2. Invest in a Roth IRA or Traditional IRA

A 401(k) alone may not be enough to secure your retirement. To boost your savings further, consider investing in an Individual Retirement Account (IRA).

You can choose between a Roth IRA and a traditional IRA:

  • Roth IRA: Contributions are made with post-tax dollars, earnings grow tax-free, and qualified withdrawals are typically tax-free. Roth IRAs also do not require minimum distributions (RMDs), offering flexibility in managing withdrawals.

  • Traditional IRA: Contributions are made pre-tax, earnings grow tax-deferred, and withdrawals are taxed as ordinary income. Traditional IRAs are subject to RMDs starting at age 73, but there are no income limits for contributions.

In 2024, you can contribute up to $7,000 annually to an IRA if you’re under 50, and up to $8,000 if you’re 50 or older.

3. Open a Health Savings Account (HSA)

An HSA is not just for healthcare—it can be a valuable tool for retirement planning. If you have a high-deductible health insurance plan, you may qualify to open an HSA, which offers three significant tax advantages:

  • Contributions are pre-tax, lowering your taxable income.
  • Earnings grow tax-deferred.
  • Withdrawals for qualified medical expenses are tax-free.

After age 65, HSA funds can be used for non-medical expenses (though these withdrawals will be taxed). For 2024, HSA contribution limits are $4,150 for individuals and $8,300 for families.

4. Consider Retirement Plans for Self-Employment or Freelance Income

If you’re self-employed or earning freelance income, you have additional retirement savings options like a SIMPLE IRA, SEP IRA, or solo 401(k). These plans can be especially beneficial if you already contribute to an employer-sponsored 401(k).

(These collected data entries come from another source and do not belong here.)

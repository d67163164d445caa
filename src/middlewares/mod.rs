pub mod rate_limit;
pub mod require_jwt;
pub mod require_role;

use actix_web::{HttpResponse, http::StatusCode, http::header::CONTENT_TYPE};

use crate::models::{ApiResponse, ErrorCode};

pub use rate_limit::RateLimit;
pub use require_jwt::RequireJWT;
pub use require_role::RequireRole;

// 辅助函数：创建中间件错误响应
pub(crate) fn create_error_response(
    status: StatusCode,
    code: ErrorCode,
    message: &str,
) -> HttpResponse {
    match status {
        StatusCode::NO_CONTENT => HttpResponse::build(status)
            .insert_header((CONTENT_TYPE, "text/plain; charset=utf-8"))
            .finish(),
        _ => HttpResponse::build(status)
            .insert_header((CONTENT_TYPE, "application/json; charset=utf-8"))
            .json(ApiResponse::<()>::error_empty(code, message)),
    }
}
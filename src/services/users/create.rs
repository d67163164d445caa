use actix_web::{HttpRequest, HttpResponse, Result as ActixResult};
use tracing::error;

use super::UserService;
use crate::models::{
    ApiResponse, ErrorCode,
    users::{requests::CreateUserRequest, responses::UserResponse},
};
use crate::utils::password::hash_password;
use crate::utils::validate::{validate_email, validate_password_simple, validate_username};

pub async fn create_user(
    service: &UserService,
    mut user_data: CreateUserRequest,
    request: &HttpRequest,
) -> ActixResult<HttpResponse> {
    user_data.username = user_data.username.trim().to_string();
    user_data.email = user_data.email.trim().to_lowercase();

    // 验证用户名
    if let Err(msg) = validate_username(&user_data.username) {
        return Ok(HttpResponse::BadRequest()
            .json(ApiResponse::error_empty(ErrorCode::UserNameInvalid, msg)));
    }

    // 验证邮箱
    if let Err(msg) = validate_email(&user_data.email) {
        return Ok(HttpResponse::BadRequest()
            .json(ApiResponse::error_empty(ErrorCode::UserEmailInvalid, msg)));
    }

    if let Err(msg) = validate_password_simple(&user_data.password) {
        return Ok(HttpResponse::BadRequest()
            .json(ApiResponse::error_empty(ErrorCode::UserPasswordInvalid, msg)));
    }

    let storage = service.get_storage(request);

    // 唯一性检查
    match storage.get_user_by_username(&user_data.username).await {
        Ok(Some(_)) => {
            return Ok(HttpResponse::Conflict().json(ApiResponse::error_empty(
                ErrorCode::UserNameAlreadyExists,
                "Username already exists",
            )));
        }
        Ok(None) => {}
        Err(e) => {
            return Ok(
                HttpResponse::InternalServerError().json(ApiResponse::error_empty(
                    ErrorCode::UserCreationFailed,
                    format!("User creation failed: {e}"),
                )),
            );
        }
    }
    match storage.get_user_by_email(&user_data.email).await {
        Ok(Some(_)) => {
            return Ok(HttpResponse::Conflict().json(ApiResponse::error_empty(
                ErrorCode::UserEmailAlreadyExists,
                "Email already exists",
            )));
        }
        Ok(None) => {}
        Err(e) => {
            return Ok(
                HttpResponse::InternalServerError().json(ApiResponse::error_empty(
                    ErrorCode::UserCreationFailed,
                    format!("User creation failed: {e}"),
                )),
            );
        }
    }

    user_data.password = match hash_password(&user_data.password) {
        Ok(hash) => hash,
        Err(e) => {
            return Ok(
                HttpResponse::InternalServerError().json(ApiResponse::error_empty(
                    ErrorCode::InternalServerError,
                    format!("Password hashing failed: {e}"),
                )),
            );
        }
    };

    match storage.create_user(user_data).await {
        Ok(user) => Ok(HttpResponse::Created()
            .json(ApiResponse::success(UserResponse { user }, "用户创建成功"))),
        Err(e) => {
            let msg = format!("User creation failed: {e}");
            error!("{}", msg);
            Ok(HttpResponse::InternalServerError()
                .json(ApiResponse::error_empty(ErrorCode::UserCreationFailed, msg)))
        }
    }
}
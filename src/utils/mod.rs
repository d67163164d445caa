pub mod extractor;
pub mod jwt;
pub mod parameter_error_handler;
pub mod password;
pub mod sql;
pub mod validate;

pub use extractor::{SafeAttemptIdI64, SafeIDI64, SafeQuestionIdI64, SafeUserIdI64};
pub use parameter_error_handler::json_error_handler;
pub use parameter_error_handler::query_error_handler;
pub use sql::escape_like_pattern;
pub mod attempts;
pub mod create;
pub mod delete;
pub mod detail;
pub mod list;
pub mod questions;
pub mod rules;
pub mod scoring;
pub mod status;
pub mod update;

use actix_web::{HttpRequest, HttpResponse, Result as ActixResult};
use std::sync::Arc;

use super::{check_owner_or_admin, internal_error, not_found};
use crate::models::ErrorCode;
use crate::models::common::PaginationQuery;
use crate::models::quizzes::{
    entities::Quiz,
    requests::{
        CreateQuestionRequest, CreateQuizRequest, QuizListParams, SubmitAttemptRequest,
        UpdateQuestionRequest, UpdateQuizRequest, UpdateQuizStatusRequest,
    },
};
use crate::models::users::entities::User;
use crate::storage::Storage;

pub struct QuizService {
    storage: Option<Arc<dyn Storage>>,
}

impl QuizService {
    pub fn new_lazy() -> Self {
        Self { storage: None }
    }

    pub(crate) fn get_storage(&self, request: &HttpRequest) -> Arc<dyn Storage> {
        if let Some(storage) = &self.storage {
            storage.clone()
        } else {
            request
                .app_data::<actix_web::web::Data<Arc<dyn Storage>>>()
                .expect("Storage not found in app data")
                .get_ref()
                .clone()
        }
    }

    pub async fn list_quizzes(
        &self,
        request: &HttpRequest,
        query: QuizListParams,
    ) -> ActixResult<HttpResponse> {
        list::list_quizzes(self, request, query).await
    }

    pub async fn create_quiz(
        &self,
        request: &HttpRequest,
        req: CreateQuizRequest,
    ) -> ActixResult<HttpResponse> {
        create::create_quiz(self, request, req).await
    }

    pub async fn get_quiz(&self, request: &HttpRequest, quiz_id: i64) -> ActixResult<HttpResponse> {
        detail::get_quiz(self, request, quiz_id).await
    }

    pub async fn update_quiz(
        &self,
        request: &HttpRequest,
        quiz_id: i64,
        req: UpdateQuizRequest,
    ) -> ActixResult<HttpResponse> {
        update::update_quiz(self, request, quiz_id, req).await
    }

    pub async fn delete_quiz(
        &self,
        request: &HttpRequest,
        quiz_id: i64,
    ) -> ActixResult<HttpResponse> {
        delete::delete_quiz(self, request, quiz_id).await
    }

    pub async fn update_status(
        &self,
        request: &HttpRequest,
        quiz_id: i64,
        req: UpdateQuizStatusRequest,
    ) -> ActixResult<HttpResponse> {
        status::update_status(self, request, quiz_id, req).await
    }

    // 题目管理
    pub async fn list_questions(
        &self,
        request: &HttpRequest,
        quiz_id: i64,
    ) -> ActixResult<HttpResponse> {
        questions::list_questions(self, request, quiz_id).await
    }

    pub async fn add_question(
        &self,
        request: &HttpRequest,
        quiz_id: i64,
        req: CreateQuestionRequest,
    ) -> ActixResult<HttpResponse> {
        questions::add_question(self, request, quiz_id, req).await
    }

    pub async fn update_question(
        &self,
        request: &HttpRequest,
        quiz_id: i64,
        question_id: i64,
        req: UpdateQuestionRequest,
    ) -> ActixResult<HttpResponse> {
        questions::update_question(self, request, quiz_id, question_id, req).await
    }

    pub async fn delete_question(
        &self,
        request: &HttpRequest,
        quiz_id: i64,
        question_id: i64,
    ) -> ActixResult<HttpResponse> {
        questions::delete_question(self, request, quiz_id, question_id).await
    }

    // 作答
    pub async fn start_attempt(
        &self,
        request: &HttpRequest,
        quiz_id: i64,
    ) -> ActixResult<HttpResponse> {
        attempts::start_attempt(self, request, quiz_id).await
    }

    pub async fn submit_attempt(
        &self,
        request: &HttpRequest,
        quiz_id: i64,
        req: SubmitAttemptRequest,
    ) -> ActixResult<HttpResponse> {
        attempts::submit_attempt(self, request, quiz_id, req).await
    }

    pub async fn list_my_attempts(
        &self,
        request: &HttpRequest,
        quiz_id: i64,
    ) -> ActixResult<HttpResponse> {
        attempts::list_my_attempts(self, request, quiz_id).await
    }

    pub async fn list_quiz_attempts(
        &self,
        request: &HttpRequest,
        quiz_id: i64,
        query: PaginationQuery,
    ) -> ActixResult<HttpResponse> {
        attempts::list_quiz_attempts(self, request, quiz_id, query).await
    }

    pub async fn get_attempt(
        &self,
        request: &HttpRequest,
        quiz_id: i64,
        attempt_id: i64,
    ) -> ActixResult<HttpResponse> {
        attempts::get_attempt(self, request, quiz_id, attempt_id).await
    }
}

/// 查询测验，不存在时返回 404
pub(crate) async fn load_quiz(
    storage: &Arc<dyn Storage>,
    quiz_id: i64,
) -> Result<Quiz, HttpResponse> {
    match storage.get_quiz_by_id(quiz_id).await {
        Ok(Some(quiz)) => Ok(quiz),
        Ok(None) => Err(not_found(ErrorCode::QuizNotFound, "测验不存在")),
        Err(e) => Err(internal_error("查询测验失败", e)),
    }
}

/// 查询测验并校验修改权限（创建者或管理员）
pub(crate) async fn load_owned_quiz(
    storage: &Arc<dyn Storage>,
    quiz_id: i64,
    user: &User,
) -> Result<Quiz, HttpResponse> {
    let quiz = load_quiz(storage, quiz_id).await?;
    check_owner_or_admin(
        user,
        quiz.created_by,
        ErrorCode::QuizPermissionDenied,
        "只能管理自己创建的测验",
    )?;
    Ok(quiz)
}

/// 学员只能看到已发布的测验
pub(crate) fn can_view(quiz: &Quiz, user: &User) -> bool {
    quiz.is_published() || user.role.can_author()
}
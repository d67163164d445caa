use actix_web::{HttpRequest, HttpResponse, Result as ActixResult};

use super::StudySessionService;
use crate::models::ApiResponse;
use crate::models::common::PaginationQuery;
use crate::services::{current_user, internal_error};

pub async fn list_sessions(
    service: &StudySessionService,
    request: &HttpRequest,
    query: PaginationQuery,
) -> ActixResult<HttpResponse> {
    let user = match current_user(request) {
        Ok(user) => user,
        Err(resp) => return Ok(resp),
    };
    let storage = service.get_storage(request);

    let (page, size) = query.normalized();
    match storage.list_study_sessions(user.id, page, size).await {
        Ok(response) => Ok(HttpResponse::Ok().json(ApiResponse::success(response, "查询成功"))),
        Err(e) => Ok(internal_error("查询学习记录失败", e)),
    }
}
use serde::{Deserialize, Serialize};

/// 应用配置结构体
#[derive(Debug, Clone, Serialize, Deserialize)]
pub struct AppConfig {
    pub app: AppSettings,
    pub server: ServerConfig,
    pub jwt: JwtConfig,
    pub database: DatabaseConfig,
    pub cache: CacheConfig,
    pub cors: CorsConfig,
    pub argon2: Argon2Config,
    pub quiz: QuizConfig,
}

/// 应用设置
#[derive(Debug, Clone, Serialize, Deserialize)]
pub struct AppSettings {
    pub system_name: String,
    pub environment: String,
    pub log_level: String,
}

/// 服务器配置
#[derive(Debug, Clone, Serialize, Deserialize)]
pub struct ServerConfig {
    pub host: String,
    pub port: u16,
    pub unix_socket_path: String,
    pub workers: usize,
    pub max_workers: usize,
    pub timeouts: TimeoutConfig,
    pub limits: LimitConfig,
}

/// 超时配置
#[derive(Debug, Clone, Serialize, Deserialize)]
pub struct TimeoutConfig {
    pub client_request: u64,
    pub client_disconnect: u64,
    pub keep_alive: u64,
}

/// 限制配置
#[derive(Debug, Clone, Serialize, Deserialize)]
pub struct LimitConfig {
    pub max_payload_size: usize,
}

/// JWT 配置
#[derive(Debug, Clone, Serialize, Deserialize)]
pub struct JwtConfig {
    #[serde(skip_serializing, default)] // 不序列化到JSON响应中
    pub secret: String,
    pub access_token_expiry: i64,
    pub refresh_token_expiry: i64,
    pub refresh_token_remember_me_expiry: i64,
}

/// 数据库配置
#[derive(Debug, Clone, Serialize, Deserialize)]
pub struct DatabaseConfig {
    pub url: String,    // 数据库连接 URL（从 scheme 自动推断类型）
    pub pool_size: u32, // 连接池大小
    pub timeout: u64,   // 连接超时 (秒)
}

/// 缓存配置
#[derive(Debug, Clone, Serialize, Deserialize)]
pub struct CacheConfig {
    #[serde(rename = "type")]
    pub cache_type: String,
    pub default_ttl: u64,
    pub redis: RedisConfig,
    pub memory: MemoryConfig,
}

/// Redis 配置
#[derive(Debug, Clone, Serialize, Deserialize)]
pub struct RedisConfig {
    pub url: String,
    pub key_prefix: String,
    pub pool_size: u64,
}

/// 内存缓存配置
#[derive(Debug, Clone, Serialize, Deserialize)]
pub struct MemoryConfig {
    pub max_capacity: u64,
}

/// CORS 配置
#[derive(Debug, Clone, Serialize, Deserialize)]
pub struct CorsConfig {
    pub allowed_origins: Vec<String>,
    pub allowed_methods: Vec<String>,
    pub allowed_headers: Vec<String>,
    pub max_age: usize,
}

/// Argon2 密码哈希参数
#[derive(Debug, Clone, Serialize, Deserialize)]
pub struct Argon2Config {
    pub memory_cost: u32, // KiB
    pub time_cost: u32,
    pub parallelism: u32,
}

/// 测验配置
#[derive(Debug, Clone, Serialize, Deserialize)]
pub struct QuizConfig {
    pub default_passing_score: f64, // 创建测验时未指定及格线的默认值
    pub submit_grace_seconds: i64,  // 提交时允许的网络延迟/时钟偏差
}
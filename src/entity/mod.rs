//! SeaORM 实体定义
//!
//! 这些实体用于数据库操作，与 models 模块中的业务实体分离。
//! Storage 层使用这些实体进行 CRUD 操作，然后转换为 models 中的业务实体。
//! 时间字段统一存储为 Unix 秒。

pub mod prelude;

pub mod achievements;
pub mod course_enrollments;
pub mod courses;
pub mod exam_history;
pub mod languages;
pub mod live_session_attendees;
pub mod live_sessions;
pub mod quiz_attempts;
pub mod quiz_questions;
pub mod quizzes;
pub mod study_sessions;
pub mod user_achievements;
pub mod users;

use chrono::{DateTime, Utc};

/// Unix 秒转为 UTC 时间
pub(crate) fn from_timestamp(ts: i64) -> DateTime<Utc> {
    DateTime::<Utc>::from_timestamp(ts, 0).unwrap_or_default()
}
use super::SeaOrmStorage;
use crate::entity::languages::{ActiveModel, Column, Entity as Languages};
use crate::errors::{LangLearnError, Result};
use crate::models::languages::{
    entities::Language,
    requests::{CreateLanguageRequest, UpdateLanguageRequest},
};
use sea_orm::{ActiveModelTrait, ColumnTrait, EntityTrait, QueryFilter, QueryOrder, Set};

impl SeaOrmStorage {
    pub async fn create_language_impl(&self, req: CreateLanguageRequest) -> Result<Language> {
        let now = chrono::Utc::now().timestamp();

        let model = ActiveModel {
            code: Set(req.code),
            name: Set(req.name),
            native_name: Set(req.native_name),
            flag_emoji: Set(req.flag_emoji),
            is_active: Set(req.is_active.unwrap_or(true)),
            created_at: Set(now),
            updated_at: Set(now),
            ..Default::default()
        };

        let result = model
            .insert(&self.db)
            .await
            .map_err(|e| LangLearnError::database_operation(format!("创建语言失败: {e}")))?;

        Ok(result.into_language())
    }

    pub async fn get_language_by_id_impl(&self, id: i64) -> Result<Option<Language>> {
        let result = Languages::find_by_id(id)
            .one(&self.db)
            .await
            .map_err(|e| LangLearnError::database_operation(format!("查询语言失败: {e}")))?;

        Ok(result.map(|m| m.into_language()))
    }

    pub async fn get_language_by_code_impl(&self, code: &str) -> Result<Option<Language>> {
        let result = Languages::find()
            .filter(Column::Code.eq(code))
            .one(&self.db)
            .await
            .map_err(|e| LangLearnError::database_operation(format!("查询语言失败: {e}")))?;

        Ok(result.map(|m| m.into_language()))
    }

    /// 按名称排序列出语言
    pub async fn list_languages_impl(&self, include_inactive: bool) -> Result<Vec<Language>> {
        let mut select = Languages::find();
        if !include_inactive {
            select = select.filter(Column::IsActive.eq(true));
        }

        let result = select
            .order_by_asc(Column::Name)
            .all(&self.db)
            .await
            .map_err(|e| LangLearnError::database_operation(format!("查询语言列表失败: {e}")))?;

        Ok(result.into_iter().map(|m| m.into_language()).collect())
    }

    pub async fn update_language_impl(
        &self,
        id: i64,
        update: UpdateLanguageRequest,
    ) -> Result<Option<Language>> {
        if self.get_language_by_id_impl(id).await?.is_none() {
            return Ok(None);
        }

        let mut model = ActiveModel {
            id: Set(id),
            updated_at: Set(chrono::Utc::now().timestamp()),
            ..Default::default()
        };

        if let Some(code) = update.code {
            model.code = Set(code);
        }
        if let Some(name) = update.name {
            model.name = Set(name);
        }
        if let Some(native_name) = update.native_name {
            model.native_name = Set(Some(native_name));
        }
        if let Some(flag_emoji) = update.flag_emoji {
            model.flag_emoji = Set(Some(flag_emoji));
        }
        if let Some(is_active) = update.is_active {
            model.is_active = Set(is_active);
        }

        let result = model
            .update(&self.db)
            .await
            .map_err(|e| LangLearnError::database_operation(format!("更新语言失败: {e}")))?;

        Ok(Some(result.into_language()))
    }

    pub async fn delete_language_impl(&self, id: i64) -> Result<bool> {
        let result = Languages::delete_by_id(id)
            .exec(&self.db)
            .await
            .map_err(|e| LangLearnError::database_operation(format!("删除语言失败: {e}")))?;

        Ok(result.rows_affected > 0)
    }
}
use actix_web::{HttpRequest, HttpResponse, Result as ActixResult, web};
use once_cell::sync::Lazy;

use crate::middlewares::{self, RequireJWT};
use crate::models::achievements::requests::{
    AwardAchievementRequest, CreateAchievementRequest, UpdateAchievementRequest,
};
use crate::models::users::entities::UserRole;
use crate::models::{ApiResponse, ErrorCode};
use crate::services::AchievementService;
use crate::utils::{SafeIDI64, SafeUserIdI64};

static ACHIEVEMENT_SERVICE: Lazy<AchievementService> = Lazy::new(AchievementService::new_lazy);

pub async fn list_achievements(req: HttpRequest) -> ActixResult<HttpResponse> {
    ACHIEVEMENT_SERVICE.list_achievements(&req).await
}

pub async fn create_achievement(
    req: HttpRequest,
    body: web::Json<CreateAchievementRequest>,
) -> ActixResult<HttpResponse> {
    ACHIEVEMENT_SERVICE
        .create_achievement(&req, body.into_inner())
        .await
}

pub async fn update_achievement(
    req: HttpRequest,
    path: SafeIDI64,
    body: web::Json<UpdateAchievementRequest>,
) -> ActixResult<HttpResponse> {
    ACHIEVEMENT_SERVICE
        .update_achievement(&req, path.0, body.into_inner())
        .await
}

pub async fn delete_achievement(req: HttpRequest, path: SafeIDI64) -> ActixResult<HttpResponse> {
    ACHIEVEMENT_SERVICE.delete_achievement(&req, path.0).await
}

pub async fn award_achievement(
    req: HttpRequest,
    path: SafeIDI64,
    body: web::Json<AwardAchievementRequest>,
) -> ActixResult<HttpResponse> {
    ACHIEVEMENT_SERVICE
        .award_achievement(&req, path.0, body.into_inner())
        .await
}

pub async fn my_achievements(req: HttpRequest) -> ActixResult<HttpResponse> {
    let Some(user_id) = RequireJWT::extract_user_id(&req) else {
        return Ok(HttpResponse::Unauthorized().json(ApiResponse::error_empty(
            ErrorCode::Unauthorized,
            "无法获取用户信息",
        )));
    };
    ACHIEVEMENT_SERVICE.list_user_achievements(&req, user_id).await
}

pub async fn user_achievements(req: HttpRequest, path: SafeUserIdI64) -> ActixResult<HttpResponse> {
    ACHIEVEMENT_SERVICE.list_user_achievements(&req, path.0).await
}

// 配置路由
pub fn configure_achievement_routes(cfg: &mut web::ServiceConfig) {
    cfg.service(
        web::scope("/api/v1/achievements")
            .wrap(middlewares::RequireJWT)
            .service(
                web::resource("")
                    .route(web::get().to(list_achievements))
                    .route(
                        web::post()
                            .to(create_achievement)
                            .wrap(middlewares::RequireRole::new_any(UserRole::admin_roles())),
                    ),
            )
            .service(web::resource("/me").route(web::get().to(my_achievements)))
            .service(
                web::resource("/users/{user_id}")
                    .route(web::get().to(user_achievements))
                    .wrap(middlewares::RequireRole::new_any(UserRole::admin_roles())),
            )
            .service(
                web::resource("/{id}")
                    .route(web::put().to(update_achievement))
                    .route(web::delete().to(delete_achievement))
                    .wrap(middlewares::RequireRole::new_any(UserRole::admin_roles())),
            )
            // 颁发成就 - 讲师和管理员
            .service(
                web::resource("/{id}/award")
                    .route(web::post().to(award_achievement))
                    .wrap(middlewares::RequireRole::new_any(UserRole::instructor_roles())),
            ),
    );
}
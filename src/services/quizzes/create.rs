use actix_web::{HttpRequest, HttpResponse, Result as ActixResult};
use tracing::info;

use super::QuizService;
use super::rules::validate_quiz_settings;
use crate::config::AppConfig;
use crate::models::quizzes::requests::CreateQuizRequest;
use crate::models::{ApiResponse, ErrorCode};
use crate::services::{bad_request, current_user, internal_error, not_found};
use crate::utils::validate::validate_required_text;

pub async fn create_quiz(
    service: &QuizService,
    request: &HttpRequest,
    mut req: CreateQuizRequest,
) -> ActixResult<HttpResponse> {
    let user = match current_user(request) {
        Ok(user) => user,
        Err(resp) => return Ok(resp),
    };
    let storage = service.get_storage(request);

    req.title = match validate_required_text("Title", &req.title, 200) {
        Ok(title) => title,
        Err(msg) => return Ok(bad_request(ErrorCode::QuizValidationFailed, msg)),
    };
    if let Err(msg) = validate_quiz_settings(req.time_limit, req.passing_score, req.max_retakes) {
        return Ok(bad_request(ErrorCode::QuizValidationFailed, msg));
    }
    if req.passing_score.is_none() {
        req.passing_score = Some(AppConfig::get().quiz.default_passing_score);
    }

    // 关联的课程与语言必须存在
    if let Some(course_id) = req.course_id {
        match storage.get_course_by_id(course_id).await {
            Ok(Some(_)) => {}
            Ok(None) => return Ok(not_found(ErrorCode::CourseNotFound, "课程不存在")),
            Err(e) => return Ok(internal_error("查询课程失败", e)),
        }
    }
    if let Some(language_id) = req.language_id {
        match storage.get_language_by_id(language_id).await {
            Ok(Some(_)) => {}
            Ok(None) => return Ok(not_found(ErrorCode::LanguageNotFound, "语言不存在")),
            Err(e) => return Ok(internal_error("查询语言失败", e)),
        }
    }

    match storage.create_quiz(user.id, req).await {
        Ok(quiz) => {
            info!("User {} created quiz {} ({})", user.id, quiz.id, quiz.title);
            Ok(HttpResponse::Created().json(ApiResponse::success(quiz, "测验创建成功")))
        }
        Err(e) => Ok(internal_error("创建测验失败", e)),
    }
}
use actix_web::{HttpRequest, HttpResponse, Result as ActixResult};

use super::StudySessionService;
use crate::models::study_sessions::requests::StartStudySessionRequest;
use crate::models::{ApiResponse, ErrorCode};
use crate::services::{conflict, current_user, internal_error, not_found};

/// 开始计时，同一时间只能有一条未结束的记录
pub async fn start_session(
    service: &StudySessionService,
    request: &HttpRequest,
    req: StartStudySessionRequest,
) -> ActixResult<HttpResponse> {
    let user = match current_user(request) {
        Ok(user) => user,
        Err(resp) => return Ok(resp),
    };
    let storage = service.get_storage(request);

    match storage.get_open_study_session(user.id).await {
        Ok(Some(open)) => {
            return Ok(conflict(
                ErrorCode::StudySessionAlreadyActive,
                format!("已有进行中的学习记录 (id: {})，请先结束", open.id),
            ));
        }
        Ok(None) => {}
        Err(e) => return Ok(internal_error("查询学习记录失败", e)),
    }

    if let Some(course_id) = req.course_id {
        match storage.get_course_by_id(course_id).await {
            Ok(Some(_)) => {}
            Ok(None) => return Ok(not_found(ErrorCode::CourseNotFound, "课程不存在")),
            Err(e) => return Ok(internal_error("查询课程失败", e)),
        }
    }
    if let Some(language_id) = req.language_id {
        match storage.get_language_by_id(language_id).await {
            Ok(Some(_)) => {}
            Ok(None) => return Ok(not_found(ErrorCode::LanguageNotFound, "语言不存在")),
            Err(e) => return Ok(internal_error("查询语言失败", e)),
        }
    }

    match storage.start_study_session(user.id, req).await {
        Ok(session) => {
            Ok(HttpResponse::Created().json(ApiResponse::success(session, "开始学习")))
        }
        Err(e) => Ok(internal_error("开始学习记录失败", e)),
    }
}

Before maximizing contributions to both an employer 401(k) and a self-employed retirement plan, be sure to review IRS contribution limits to avoid exceeding them.

Secure the Retirement You Deserve

Achieving your retirement dreams starts with a solid plan. Whether your circumstances change or your goals shift, having a clear strategy in place can help you stay on track. With personalized financial advice, you can take proactive steps to maximize your savings and ensure that your retirement vision comes to life.